We have a brand new HP DesignJet T930 which is a 36" wide-format printer. Most of our computers are Macs running Sierra. And our Adobe apps are latest version from Adobe Creative Cloud.

Since we purchased the printer five weeks ago, we have been trying every possible option (factory resets, changing paper brand, changing hardware components, many driver re-installs) to print in landscape mode. The problem has been trouble-shot thoroughly by HP. Finally today, a third technician discovered that we could print in landscape mode from Autocad and Preview; both of these programs have a print dialogue that has an option called 'Finishing'; under this tab, you can click 'Autorotate' (not the same 'autorotate' as in the main print window) and print in landscape mode.

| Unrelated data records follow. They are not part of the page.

//! The script language's lexer, syntax tree and parser.
//!
//! The language is line oriented: blocks are delimited by indentation, every
//! statement starts on its own line (or after a `;`), and `#` starts a comment.
//!
//! ```text
//! @trace
//! def f(x, y):
//!     g = lambda a: a + 1
//!     z = g(x) * y
//!     assert z != 0
//!     return z
//! ```

pub mod ast;
pub mod lexer;
pub mod parser;

pub use ast::{BinaryOp, Expr, FunctionDef, LogicalOp, Program, Stmt, StmtKind, UnaryOp};
pub use parser::{parse_expression, parse_program, parse_snippet};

see 'autorotate' is checked under Finishing option:

Screenshot 2018-05-08 13.00.58.png

When printing with Acrobat, the 'Finishing' tab is not available. And the typical landscape mode, or auto portrait/landscape modes in the main window do not work.

The auto portrait/landscape option is checked. There is no 'Finishing' option as there is when printing from Autocad or Preview.

Screenshot 2018-05-08 13.06.07.png

ThreeHP technicians and many phone calls, and every print configuration that we tried, we cannot print from Adobe Acrobat in landscape mode. HP claims now that this is an Adobe issue.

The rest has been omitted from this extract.